Many raise a question, would she have been at her logical, responsible best if there was some emergency where she may have been asked to take decisions? Now, that is not too much to ask or expect. But do we all who raise these questions live with the same standards?

Sanna Marin also said that she had nothing “to conceal or hide” and was determined to continue to be “the same person as I have been until now … I have free time that I spend with my friends. I’m pretty sure that’s the same as many people my age”.

It is okay till it is within the bounds of privacy and not shared. Once it is in a public space, it is open to different interpretations, and other expectations define the experience. Her only irresponsible act was her belief that the video taken would remain private.

She has taken the other alternative and said that let the elections (whenever they happen) decide if she is right or wrong.

This situation differed in an earlier episode when she partied after meeting a person diagnosed with Covid. But, she then apologised. She is perfectly right in defining the boundaries and her right to freedom to live like an individual.
And it takes a lot of explaining from her.

BORIS CASE

Boris Johnson attending a birthday party was a different case. It was a period of Covid-imposed restrictions. And the behaviour, by any stretch of the imagination, is irresponsible. It is a case of behaving wrongly.

On the other side, Boris apologised to Queen Elizabeth after it became known that his staff partied in Downing Street on the eve of the queen’s husband, Prince Philip’s funeral in April 2021. It is a case of irresponsible official behaviour that somewhat overlaps with individual life.  So, things are contextual.

CORPORATE LIFE.

What is true for politicians is true for corporate leaders. The case of Ashneer Grover and the leaked phone call in which he allegedly threatened and abused Kotak Bank’s employee over Nykaa’s IPO. It was not expected from him, and the behaviour was improper for the position of responsibility as the founder of BharatPe.

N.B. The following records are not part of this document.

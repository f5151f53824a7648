use std::collections::BTreeSet;

use boundary_core::config::ModuleFiles;
use boundary_core::model::Symbol;
use boundary_core::symtab::{
    resolve_declaring_file, strip_clone_suffix, LocalCounter, Reconciler, SymbolEntry,
};

const CORE: &str = "kernel/sched/core.c";
const FAIR: &str = "kernel/sched/fair.c";
const SCHED_H: &str = "kernel/sched/sched.h";
const STATS_H: &str = "kernel/sched/stats.h";

fn modules() -> ModuleFiles {
    ModuleFiles::new([CORE, SCHED_H, FAIR, STATS_H])
}

fn known(symbols: &[(&str, &str)]) -> BTreeSet<Symbol> {
    symbols.iter().map(|(n, f)| Symbol::new(*n, *f)).collect()
}

#[test]
fn clone_suffixes_are_stripped() {
    assert_eq!(strip_clone_suffix("handle.isra.3"), "handle");
    assert_eq!(strip_clone_suffix("update_curr.part.0"), "update_curr");
    assert_eq!(strip_clone_suffix("set_load_weight.constprop.12"), "set_load_weight");
    assert_eq!(strip_clone_suffix("schedule"), "schedule");
    assert_eq!(strip_clone_suffix(".LC0"), ".LC0");
}

#[test]
fn local_counter_numbers_occurrences_in_scan_order() {
    let mut counter = LocalCounter::new();
    assert_eq!(counter.next("foo"), 1);
    assert_eq!(counter.next("bar"), 1);
    assert_eq!(counter.next("foo"), 2);
}

#[test]
fn suffixed_binary_symbol_matches_metadata_symbol() {
    let modules = modules();
    let known = known(&[("handle", CORE)]);
    let entries = vec![SymbolEntry::file("core.c"), SymbolEntry::local_func("handle.isra.3")];

    let linked = Reconciler::new(&modules, &known).reconcile(&entries);

    assert!(linked.contains(&Symbol::new("handle", CORE)));
    assert_eq!(linked.local_position(&Symbol::new("handle", CORE)), 1);
    assert!(linked.unattributed.is_empty());
}

#[test]
fn local_positions_count_every_local_regardless_of_module() {
    let modules = modules();
    let known = known(&[("foo", CORE)]);
    let entries = vec![
        SymbolEntry::file("a.c"),
        SymbolEntry::local_func("foo"),
        SymbolEntry::file("core.c"),
        SymbolEntry::local_func("foo"),
        SymbolEntry::global_func("foo_global"),
    ];

    let linked = Reconciler::new(&modules, &known).reconcile(&entries);

    assert_eq!(linked.local_position(&Symbol::new("foo", CORE)), 2);
    let outside = Symbol::new("foo", "a.c");
    assert_eq!(linked.local_position(&outside), 0, "outside files are not recorded");
    assert!(!linked.contains(&Symbol::new("foo", "a.c")));
}

#[test]
fn header_functions_are_attributed_to_first_declaring_header() {
    let modules = modules();
    // `update_load` is a static inline from sched.h emitted into two objects.
    let known = known(&[("update_load", SCHED_H), ("update_load", STATS_H)]);
    let entries = vec![
        SymbolEntry::file("core.c"),
        SymbolEntry::local_func("update_load"),
        SymbolEntry::file("fair.c"),
        SymbolEntry::local_func("update_load.part.1"),
    ];

    let linked = Reconciler::new(&modules, &known).reconcile(&entries);

    let sym = Symbol::new("update_load", SCHED_H);
    assert!(linked.contains(&sym));
    assert!(!linked.contains(&Symbol::new("update_load", STATS_H)));
    assert_eq!(linked.local_position(&sym), 2, "last occurrence wins under the same key");
    assert_eq!(linked.linked.len(), 1);
}

#[test]
fn globals_attributed_elsewhere_are_searched_across_module_files() {
    let modules = modules();
    let known = known(&[("schedule", CORE), ("printk", "kernel/printk/printk.c")]);
    let entries = vec![
        SymbolEntry::file("usercopy_64.c"),
        SymbolEntry::global_func("schedule"),
        SymbolEntry::global_func("printk"),
    ];

    let linked = Reconciler::new(&modules, &known).reconcile(&entries);

    assert!(linked.contains(&Symbol::new("schedule", CORE)));
    assert_eq!(linked.local_position(&Symbol::new("schedule", CORE)), 0);
    assert_eq!(linked.linked.len(), 1, "library code is not a subsystem symbol");
    assert!(linked.unattributed.is_empty(), "unrelated globals are not flagged");
}

#[test]
fn global_already_known_in_reported_file_is_kept() {
    let modules = modules();
    let known = known(&[("pick_next_task_fair", FAIR), ("pick_next_task_fair", CORE)]);
    let entries =
        vec![SymbolEntry::file("fair.c"), SymbolEntry::global_func("pick_next_task_fair")];
    let linked = Reconciler::new(&modules, &known).reconcile(&entries);
    assert!(linked.contains(&Symbol::new("pick_next_task_fair", FAIR)));
    assert!(!linked.contains(&Symbol::new("pick_next_task_fair", CORE)));
}

#[test]
fn unresolvable_attribution_falls_back_to_reported_file() {
    let modules = modules();
    let known = BTreeSet::new();
    let entries = vec![SymbolEntry::file("core.c"), SymbolEntry::local_func("mystery")];

    let linked = Reconciler::new(&modules, &known).reconcile(&entries);

    let sym = Symbol::new("mystery", CORE);
    assert!(linked.contains(&sym));
    assert_eq!(linked.unattributed, vec![sym.clone()]);
    assert_eq!(linked.local_position(&sym), 1);
}

#[test]
fn functions_before_any_file_marker_are_ignored() {
    let modules = modules();
    let known = known(&[("early", CORE)]);
    let entries = vec![SymbolEntry::local_func("early"), SymbolEntry::file("core.c")];
    let linked = Reconciler::new(&modules, &known).reconcile(&entries);
    assert!(linked.linked.is_empty());
}

#[test]
fn candidate_search_respects_order() {
    let candidates = vec![SCHED_H.to_string(), STATS_H.to_string()];
    let known = known(&[("f", STATS_H), ("f", SCHED_H), ("g", STATS_H)]);
    assert_eq!(resolve_declaring_file("f", &candidates, &known), Some(SCHED_H));
    assert_eq!(resolve_declaring_file("g", &candidates, &known), Some(STATS_H));
    assert_eq!(resolve_declaring_file("h", &candidates, &known), None);
}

Paytm founder and CEO Vijay Shekhar Sharma’s arrest for rash driving is also such a case. Accidents happen, but people make up their minds quickly. Earlier his abusive speech at PayTm annual conference was shared and trolled for irresponsible improper behaviour and not meeting the expectations.

WHERE DO YOU DRAW THE LINE?

It raises the question, when does work, family and personal life start and end? Many would say that such jobs are  24X7, and their personal-professional lives overlap.  Does that mean that a  Judge,  PM, Ministers, Chief of staff, Bureaucrats and people in the position of responsibility should never dance, party or drink?  Sounds like too much of a punishment.

NEARER HOME

The concept of responsible behaviour in the position of responsibility does not seem to operate. And this holds for personal and professional life. If the past is the trendsetter or example the country has, expecting anything different is living in an illusion.

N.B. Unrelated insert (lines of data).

//! Core data model: symbols, symbol references, function declarations and
//! call edges.
//!
//! A symbol is identified by its `(name, file)` pair. Both metadata records and
//! exported lists carry symbols as two-element `[name, file]` sequences.

use serde::{Deserialize, Serialize};

/// File component used by the compiler plugin when the declaring file of a
/// referenced symbol is not known at collection time.
pub const PLACEHOLDER_FILE: &str = "?";

/// A function symbol, identified by name and declaring file.
#[derive(Debug, Clone, PartialEq, Eq, PartialOrd, Ord, Hash, Serialize, Deserialize)]
#[serde(from = "(String, String)", into = "(String, String)")]
pub struct Symbol {
    pub name: String,
    pub file: String,
}

impl Symbol {
    pub fn new(name: impl Into<String>, file: impl Into<String>) -> Self {
        Self { name: name.into(), file: file.into() }
    }
}

impl From<(String, String)> for Symbol {
    fn from((name, file): (String, String)) -> Self {
        Self { name, file }
    }
}

impl From<Symbol> for (String, String) {
    fn from(sym: Symbol) -> Self {
        (sym.name, sym.file)
    }
}

impl std::fmt::Display for Symbol {
    fn fmt(&self, f: &mut std::fmt::Formatter<'_>) -> std::fmt::Result {
        write!(f, "{} ({})", self.name, self.file)
    }
}

/// A reference to a function as recorded by the compiler plugin.
///
/// References to functions declared in another compilation unit carry the
/// placeholder file and must be resolved against the global name index before
/// anything consumes them.
#[derive(Debug, Clone, PartialEq, Eq, Hash, Serialize, Deserialize)]
#[serde(from = "(String, String)", into = "(String, String)")]
pub enum SymbolRef {
    Resolved(Symbol),
    Unresolved(String),
}

impl SymbolRef {
    pub fn name(&self) -> &str {
        match self {
            SymbolRef::Resolved(sym) => &sym.name,
            SymbolRef::Unresolved(name) => name,
        }
    }
}

impl From<(String, String)> for SymbolRef {
    fn from((name, file): (String, String)) -> Self {
        if file == PLACEHOLDER_FILE {
            SymbolRef::Unresolved(name)
        } else {
            SymbolRef::Resolved(Symbol { name, file })
        }
    }
}

impl From<SymbolRef> for (String, String) {
    fn from(sym: SymbolRef) -> Self {
        match sym {
            SymbolRef::Resolved(sym) => (sym.name, sym.file),
            SymbolRef::Unresolved(name) => (name, PLACEHOLDER_FILE.to_string()),
        }
    }
}

/// A function definition seen by the compiler plugin.
#[derive(Debug, Clone, PartialEq, Eq, Serialize, Deserialize)]
pub struct FunctionDecl {
    pub name: String,
    pub file: String,
    /// Placed in an init-only section (`__init`).
    #[serde(rename = "init", default)]
    pub is_init: bool,
    /// Externally visible (not `static`).
    #[serde(rename = "public", default)]
    pub is_public: bool,
    /// Identity used for set membership; defaults to `(name, file)`.
    #[serde(default, skip_serializing_if = "Option::is_none")]
    pub signature: Option<Symbol>,
}

impl FunctionDecl {
    pub fn new(name: impl Into<String>, file: impl Into<String>) -> Self {
        Self {
            name: name.into(),
            file: file.into(),
            is_init: false,
            is_public: false,
            signature: None,
        }
    }

    pub fn public(mut self) -> Self {
        self.is_public = true;
        self
    }

    pub fn init(mut self) -> Self {
        self.is_init = true;
        self
    }

    pub fn symbol(&self) -> Symbol {
        self.signature.clone().unwrap_or_else(|| Symbol::new(&self.name, &self.file))
    }
}

/// Call edge as recorded in metadata; either end may be unresolved.
#[derive(Debug, Clone, PartialEq, Eq, Serialize, Deserialize)]
pub struct RawEdge {
    pub from: SymbolRef,
    pub to: SymbolRef,
}

/// Call edge between two resolved symbols, directed caller to callee.
#[derive(Debug, Clone, PartialEq, Eq, PartialOrd, Ord, Hash, Serialize, Deserialize)]
pub struct CallEdge {
    pub from: Symbol,
    pub to: Symbol,
}

impl CallEdge {
    pub fn new(from: Symbol, to: Symbol) -> Self {
        Self { from, to }
    }
}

Unfortunately, when it is about politicians, in a democracy, the voters should carry the blame for repeatedly electing people known for behaving irresponsibly.

NET-NET

I believe that the person in the position of responsibility has the right to have a personal life. It should not matter what the person does outside their work life unless they do something unethical and illegal.

However, society expects different rules to apply to people in the position of responsibility. Their lives are under scrutiny in the new world of easy information access and availability. They are role models, and the positions come with expectations. Some of them may be tough for many to follow. But that is the price they must pay.

Or, they can, like Sanna Marin, take such expectations head-on.

I hope Sanna Marin pushes people to re-evaluate their expectations. Expecting people not to live life in a constrained, caged environment could force them to live a double life. Wear a mask, and masks do slip at times.

And as citizen stakeholders, we should not make a mountain out of a molehill, and we must not take such a slight digression into a debate; maybe that will be best for all of us.